K. Kalidoss v. Director Directorate for Municipal Administration Chennai
2015-03-25
G.CHOCKALINGAM, V.DHANAPALAN
body2015
DigiLaw.ai
Judgment :- G. Chockalingam, J. 1. Being aggrieved by the dismissal of the Writ Petition in W.P.No.1205 of 2011, by an order dated 07.06.2011, the writ petitioner has preferred this appeal. 2. Brief facts of the appellant/writ petitioner are that:- (i) The writ petitioner was appointed as “Wireman Helper” in the Office of the Chengalpet Municipality on 28.12.1989 through employment exchange and completed his probation on 27.12.1990 and he applied for the post of Junior Assistant/Revenue Assistant. He filed O.A.No. 7023 of 2001 before the Tamil Nadu Administrative Tribunal, seeking appointment of Junior Assistant/Revenue Assistant. The Tribunal has passed an order, dated 05.11.2001 to consider his representation. Thereafter, on a representation made by the petitioner, the second respondent herein by letter dated 05.02.2003 informed that the petitioner has been kept under waiting list for promotion from the post of last grade Government servant and he is second in the list. Subsequently, the petitioner sought for information regarding the postings granted to certain people in the Municipality. The petitioner was informed that the third respondent was promoted as Revenue Inspector pursuant to the direction issued by the Tamil Nadu Administrative Tribunal in O.A.No. 5768 of 1996 and the fourth respondent was given the post of Typist pursuant to the order passed by the High Court as per the advice of the Commissioner for Revenue Administration. (ii) The petitioner thereafter filed an another O.A.No. 886 of 2003 seeking for a direction to promote him to the higher post on par with his juniors and that Original Application got transferred to this Court as W.P.No. 12573 of 2007. This Court once again by an order dated 17.09.2010 had directed the respondents to consider his claim.
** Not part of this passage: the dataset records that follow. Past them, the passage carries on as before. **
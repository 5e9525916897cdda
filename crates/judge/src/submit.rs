//! Job submission.
//!
//! [`Submitter::submit`] validates a [`JobRequest`] locally, builds the
//! wire body, notifies observers with `preExecution`, and sends exactly
//! one `POST /submissions`. Failures are surfaced, never retried.

use std::sync::Arc;

use chrono::Utc;
use codepad_core::codec;
use codepad_core::error::CoreError;
use codepad_core::job::{JobHandle, JobRequest};
use codepad_core::language::{
    LanguageRef, BUNDLED_DEPENDENCY_LANGUAGE_ID, PASS_THROUGH_LANGUAGE_ID,
};
use codepad_core::types::LanguageId;
use codepad_events::{ExecutionEvent, ExecutionObserver};

use crate::api::{ExecutionApi, JudgeApiError, SubmissionBody};
use crate::session::SessionContext;

/// Languages that need special handling on submission.
#[derive(Debug, Clone, Copy, PartialEq, Eq)]
pub struct LanguagePolicy {
    /// Source is sent as-is instead of being encoded.
    pub pass_through: LanguageId,
    /// The session's bundled files are attached as `additional_files`.
    pub bundled_dependency: LanguageId,
}

impl Default for LanguagePolicy {
    fn default() -> Self {
        Self {
            pass_through: PASS_THROUGH_LANGUAGE_ID,
            bundled_dependency: BUNDLED_DEPENDENCY_LANGUAGE_ID,
        }
    }
}

/// Errors from submitting a job.
#[derive(Debug, thiserror::Error)]
pub enum SubmitError {
    /// Rejected locally; nothing was sent.
    #[error(transparent)]
    Validation(#[from] CoreError),

    /// The service answered with a non-2xx status code.
    #[error("Submission rejected ({status}): {body}")]
    Api { status: u16, body: String },

    /// The request failed before a response arrived.
    #[error("Submission request failed: {0}")]
    Transport(#[source] reqwest::Error),

    /// The bundled files for the language could not be downloaded.
    #[error("Failed to fetch bundled files: {0}")]
    BundleFetch(#[source] JudgeApiError),
}

impl SubmitError {
    /// HTTP-style status code describing the failure, if any.
    pub fn status_code(&self) -> Option<u16> {
        match self {
            SubmitError::Validation(_) => None,
            SubmitError::Api { status, .. } => Some(*status),
            SubmitError::Transport(e) => e.status().map(|s| s.as_u16()),
            SubmitError::BundleFetch(JudgeApiError::ApiError { status, .. }) => Some(*status),
            SubmitError::BundleFetch(JudgeApiError::Request(e)) => e.status().map(|s| s.as_u16()),
        }
    }
}

impl From<JudgeApiError> for SubmitError {
    fn from(e: JudgeApiError) -> Self {
        match e {
            JudgeApiError::Request(e) => SubmitError::Transport(e),
            JudgeApiError::ApiError { status, body } => SubmitError::Api { status, body },
        }
    }
}

/// Sends jobs to the execution service.
pub struct Submitter {
    api: Arc<dyn ExecutionApi>,
    session: Arc<SessionContext>,
    observer: Arc<dyn ExecutionObserver>,
    policy: LanguagePolicy,
}

impl Submitter {
    pub fn new(
        api: Arc<dyn ExecutionApi>,
        session: Arc<SessionContext>,
        observer: Arc<dyn ExecutionObserver>,
    ) -> Self {
        Self {
            api,
            session,
            observer,
            policy: LanguagePolicy::default(),
        }
    }

    pub fn with_policy(mut self, policy: LanguagePolicy) -> Self {
        self.policy = policy;
        self
    }

    pub fn policy(&self) -> LanguagePolicy {
        self.policy
    }

    /// Validate and submit a job, returning its handle.
    pub async fn submit(&self, request: &JobRequest) -> Result<JobHandle, SubmitError> {
        self.validate(request).await?;

        let additional_files = match &request.additional_files {
            Some(files) => Some(files.clone()),
            None if request.language_id == self.policy.bundled_dependency => Some(
                self.session
                    .bundled_files(self.api.as_ref())
                    .await
                    .map_err(SubmitError::BundleFetch)?,
            ),
            None => None,
        };
        let body = self.build_body(request, additional_files);

        self.observer.notify(&ExecutionEvent::PreExecution {
            source_code: request.source_code.clone(),
            language_id: request.language_id,
            flavor: request.flavor,
            stdin: request.stdin.clone(),
            compiler_options: request.compiler_options.clone(),
            command_line_arguments: request.command_line_arguments.clone(),
            timestamp: Utc::now(),
        });

        let receipt = self
            .api
            .create_submission(request.flavor, &body)
            .await
            .inspect_err(|e| {
                tracing::warn!(
                    flavor = %request.flavor,
                    language_id = request.language_id,
                    error = %e,
                    "Submission failed",
                );
            })?;

        tracing::info!(
            token = %receipt.token,
            region = ?receipt.region,
            flavor = %request.flavor,
            "Submission accepted",
        );

        Ok(JobHandle::new(receipt.token, receipt.region, request.flavor))
    }

    async fn validate(&self, request: &JobRequest) -> Result<(), CoreError> {
        request.validate()?;

        let language = LanguageRef::new(request.flavor, request.language_id);
        if self.session.is_known(language).await == Some(false) {
            return Err(CoreError::UnknownLanguage {
                flavor: request.flavor,
                id: request.language_id,
            });
        }
        Ok(())
    }

    /// Encode the request into its wire form.
    ///
    /// Source and stdin are encoded; compiler options and arguments are
    /// plain text on the wire. The pass-through language keeps its
    /// source untouched.
    pub fn build_body(
        &self,
        request: &JobRequest,
        additional_files: Option<String>,
    ) -> SubmissionBody {
        let source_code = if request.language_id == self.policy.pass_through {
            request.source_code.clone()
        } else {
            codec::encode(&request.source_code)
        };

        SubmissionBody {
            source_code,
            language_id: request.language_id,
            stdin: codec::encode(&request.stdin),
            compiler_options: request.compiler_options.clone(),
            command_line_arguments: request.command_line_arguments.clone(),
            redirect_stderr_to_stdout: request.redirect_stderr_to_stdout,
            additional_files,
        }
    }
}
It is on the strength of the said direction and the further representation made by the petitioner, the impugned order came to be made on 15.11.2010. In the impugned order, the petitioner was informed that as per the existing rules, he cannot be promoted as Junior Assistant / Revenue Assistant and that the Municipality has only sent proposals regarding amendment of rules for such promotion. In the absence of any law, the same cannot be given effect to. (iii) Against the impugned order, the petitioner has preferred the Writ Petition in W.P.No. 1205 of 2010. This Court, by an order dated 07.06.2011 dismissed the abovesaid Writ Petition.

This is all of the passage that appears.